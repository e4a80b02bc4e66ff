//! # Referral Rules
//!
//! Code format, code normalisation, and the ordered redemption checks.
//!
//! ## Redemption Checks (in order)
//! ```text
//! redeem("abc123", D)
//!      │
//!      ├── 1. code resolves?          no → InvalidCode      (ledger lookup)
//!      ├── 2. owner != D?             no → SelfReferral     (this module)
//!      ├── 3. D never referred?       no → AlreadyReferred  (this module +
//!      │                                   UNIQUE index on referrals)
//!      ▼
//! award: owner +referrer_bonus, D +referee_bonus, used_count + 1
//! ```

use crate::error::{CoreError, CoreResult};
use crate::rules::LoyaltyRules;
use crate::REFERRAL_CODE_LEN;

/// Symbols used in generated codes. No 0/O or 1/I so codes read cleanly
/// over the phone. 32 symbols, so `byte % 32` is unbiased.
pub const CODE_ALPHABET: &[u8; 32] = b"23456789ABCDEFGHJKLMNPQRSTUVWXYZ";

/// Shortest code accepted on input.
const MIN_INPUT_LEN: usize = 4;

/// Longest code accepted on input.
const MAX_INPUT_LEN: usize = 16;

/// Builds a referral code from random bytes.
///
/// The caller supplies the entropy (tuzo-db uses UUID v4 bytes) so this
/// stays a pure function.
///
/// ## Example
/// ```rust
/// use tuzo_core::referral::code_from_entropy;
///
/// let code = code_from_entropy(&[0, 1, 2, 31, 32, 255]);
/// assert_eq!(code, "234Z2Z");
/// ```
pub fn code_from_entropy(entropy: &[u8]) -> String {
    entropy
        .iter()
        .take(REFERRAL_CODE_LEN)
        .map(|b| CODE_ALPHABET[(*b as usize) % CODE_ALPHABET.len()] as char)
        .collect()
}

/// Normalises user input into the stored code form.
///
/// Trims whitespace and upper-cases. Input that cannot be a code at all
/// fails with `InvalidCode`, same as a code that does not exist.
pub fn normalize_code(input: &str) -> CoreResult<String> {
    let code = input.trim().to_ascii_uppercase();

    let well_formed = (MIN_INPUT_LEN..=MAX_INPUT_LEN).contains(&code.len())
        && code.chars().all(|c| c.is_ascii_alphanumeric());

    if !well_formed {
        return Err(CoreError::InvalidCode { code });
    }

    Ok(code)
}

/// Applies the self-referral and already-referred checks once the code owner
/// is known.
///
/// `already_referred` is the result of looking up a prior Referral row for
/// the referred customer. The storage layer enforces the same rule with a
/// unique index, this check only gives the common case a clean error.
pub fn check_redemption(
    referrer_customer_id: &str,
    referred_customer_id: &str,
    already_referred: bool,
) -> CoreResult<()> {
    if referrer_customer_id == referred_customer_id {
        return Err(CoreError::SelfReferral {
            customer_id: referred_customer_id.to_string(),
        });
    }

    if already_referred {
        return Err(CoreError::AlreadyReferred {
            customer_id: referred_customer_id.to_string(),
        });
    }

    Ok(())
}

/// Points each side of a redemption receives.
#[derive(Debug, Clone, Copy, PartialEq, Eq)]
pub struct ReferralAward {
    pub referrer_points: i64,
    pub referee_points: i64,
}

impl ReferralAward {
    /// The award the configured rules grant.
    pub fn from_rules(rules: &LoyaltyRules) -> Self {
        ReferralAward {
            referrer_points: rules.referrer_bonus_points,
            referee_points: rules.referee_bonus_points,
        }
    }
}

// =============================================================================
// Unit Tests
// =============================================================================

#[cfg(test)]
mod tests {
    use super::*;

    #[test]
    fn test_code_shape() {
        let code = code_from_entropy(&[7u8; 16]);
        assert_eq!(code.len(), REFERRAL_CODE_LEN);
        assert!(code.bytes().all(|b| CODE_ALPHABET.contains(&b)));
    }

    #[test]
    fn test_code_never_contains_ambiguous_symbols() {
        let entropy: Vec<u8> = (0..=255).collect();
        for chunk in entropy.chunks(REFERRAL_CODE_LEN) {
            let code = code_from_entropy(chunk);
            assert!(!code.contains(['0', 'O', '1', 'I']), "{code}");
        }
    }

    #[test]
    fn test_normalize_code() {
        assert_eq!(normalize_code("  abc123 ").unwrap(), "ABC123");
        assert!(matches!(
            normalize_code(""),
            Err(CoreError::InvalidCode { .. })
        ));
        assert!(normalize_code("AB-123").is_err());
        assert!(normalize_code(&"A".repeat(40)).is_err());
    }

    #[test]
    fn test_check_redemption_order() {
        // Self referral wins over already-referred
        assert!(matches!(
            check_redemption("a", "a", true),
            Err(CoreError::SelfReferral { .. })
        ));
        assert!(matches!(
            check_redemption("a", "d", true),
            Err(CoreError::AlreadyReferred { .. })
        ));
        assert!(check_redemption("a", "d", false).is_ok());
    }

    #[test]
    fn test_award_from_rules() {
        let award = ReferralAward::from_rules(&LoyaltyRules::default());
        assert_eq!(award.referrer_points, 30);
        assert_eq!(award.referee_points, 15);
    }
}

■ **Task requirements**
Every entry above needs to be quoted exactly.

■ **Reply**
repository e4a80b02bc4e66ff
//! # Referral Rules
//!
//! Code format, code normalisation, and the ordered redemption checks.
//!
//! ## Redemption Checks (in order)
//! ```text
//! redeem("abc123", D)
//!      │
//!      ├── 1. code resolves?          no → InvalidCode      (ledger lookup)
//!      ├── 2. owner != D?             no → SelfReferral     (this module)
//!      ├── 3. D never referred?       no → AlreadyReferred  (this module +
//!      │                                   UNIQUE index on referrals)
//!      ▼
//! award: owner +referrer_bonus, D +referee_bonus, used_count + 1
//! ```

use crate::error::{CoreError, CoreResult};
use crate::rules::LoyaltyRules;
use crate::REFERRAL_CODE_LEN;

/// Symbols used in generated codes. No 0/O or 1/I so codes read cleanly
/// over the phone. 32 symbols, so `byte % 32` is unbiased.
pub const CODE_ALPHABET: &[u8; 32] = b"23456789ABCDEFGHJKLMNPQRSTUVWXYZ";

/// Shortest code accepted on input.
const MIN_INPUT_LEN: usize = 4;

/// Longest code accepted on input.
const MAX_INPUT_LEN: usize = 16;

/// Builds a referral code from random bytes.
///
/// The caller supplies the entropy (tuzo-db uses UUID v4 bytes) so this
/// stays a pure function.
///
/// ## Example
/// ```rust
/// use tuzo_core::referral::code_from_entropy;
///
/// let code = code_from_entropy(&[0, 1, 2, 31, 32, 255]);
/// assert_eq!(code, "234Z2Z");
/// ```
pub fn code_from_entropy(entropy: &[u8]) -> String {
    entropy
        .iter()
        .take(REFERRAL_CODE_LEN)
        .map(|b| CODE_ALPHABET[(*b as usize) % CODE_ALPHABET.len()] as char)
        .collect()
}

/// Normalises user input into the stored code form.
///
/// Trims whitespace and upper-cases. Input that cannot be a code at all
/// fails with `InvalidCode`, same as a code that does not exist.
pub fn normalize_code(input: &str) -> CoreResult<String> {
    let code = input.trim().to_ascii_uppercase();

    let well_formed = (MIN_INPUT_LEN..=MAX_INPUT_LEN).contains(&code.len())
        && code.chars().all(|c| c.is_ascii_alphanumeric());

    if !well_formed {
        return Err(CoreError::InvalidCode { code });
    }

    Ok(code)
}

/// Applies the self-referral and already-referred checks once the code owner
/// is known.
///
/// `already_referred` is the result of looking up a prior Referral row for
/// the referred customer. The storage layer enforces the same rule with a
/// unique index, this check only gives the common case a clean error.
pub fn check_redemption(
    referrer_customer_id: &str,
    referred_customer_id: &str,
    already_referred: bool,
) -> CoreResult<()> {
    if referrer_customer_id == referred_customer_id {
        return Err(CoreError::SelfReferral {
            customer_id: referred_customer_id.to_string(),
        });
    }

    if already_referred {
        return Err(CoreError::AlreadyReferred {
            customer_id: referred_customer_id.to_string(),
        });
    }

    Ok(())
}

/// Points each side of a redemption receives.
#[derive(Debug, Clone, Copy, PartialEq, Eq)]
pub struct ReferralAward {
    pub referrer_points: i64,
    pub referee_points: i64,
}

impl ReferralAward {
    /// The award the configured rules grant.
    pub fn from_rules(rules: &LoyaltyRules) -> Self {
        ReferralAward {
            referrer_points: rules.referrer_bonus_points,
            referee_points: rules.referee_bonus_points,
        }
    }
}

// =============================================================================
// Unit Tests
// =============================================================================

#[cfg(test)]
mod tests {
    use super::*;

    #[test]
    fn test_code_shape() {
        let code = code_from_entropy(&[7u8; 16]);
        assert_eq!(code.len(), REFERRAL_CODE_LEN);
        assert!(code.bytes().all(|b| CODE_ALPHABET.contains(&b)));
    }

    #[test]
    fn test_code_never_contains_ambiguous_symbols() {
        let entropy: Vec<u8> = (0..=255).collect();
        for chunk in entropy.chunks(REFERRAL_CODE_LEN) {
            let code = code_from_entropy(chunk);
            assert!(!code.contains(['0', 'O', '1', 'I']), "{code}");
        }
    }

    #[test]
    fn test_normalize_code() {
        assert_eq!(normalize_code("  abc123 ").unwrap(), "ABC123");
        assert!(matches!(
            normalize_code(""),
            Err(CoreError::InvalidCode { .. })
        ));
        assert!(normalize_code("AB-123").is_err());
        assert!(normalize_code(&"A".repeat(40)).is_err());
    }

    #[test]
    fn test_check_redemption_order() {
        // Self referral wins over already-referred
        assert!(matches!(
            check_redemption("a", "a", true),
            Err(CoreError::SelfReferral { .. })
        ));
        assert!(matches!(
            check_redemption("a", "d", true),
            Err(CoreError::AlreadyReferred { .. })
        ));
        assert!(check_redemption("a", "d", false).is_ok());
    }

    #[test]
    fn test_award_from_rules() {
        let award = ReferralAward::from_rules(&LoyaltyRules::default());
        assert_eq!(award.referrer_points, 30);
        assert_eq!(award.referee_points, 15);
    }
}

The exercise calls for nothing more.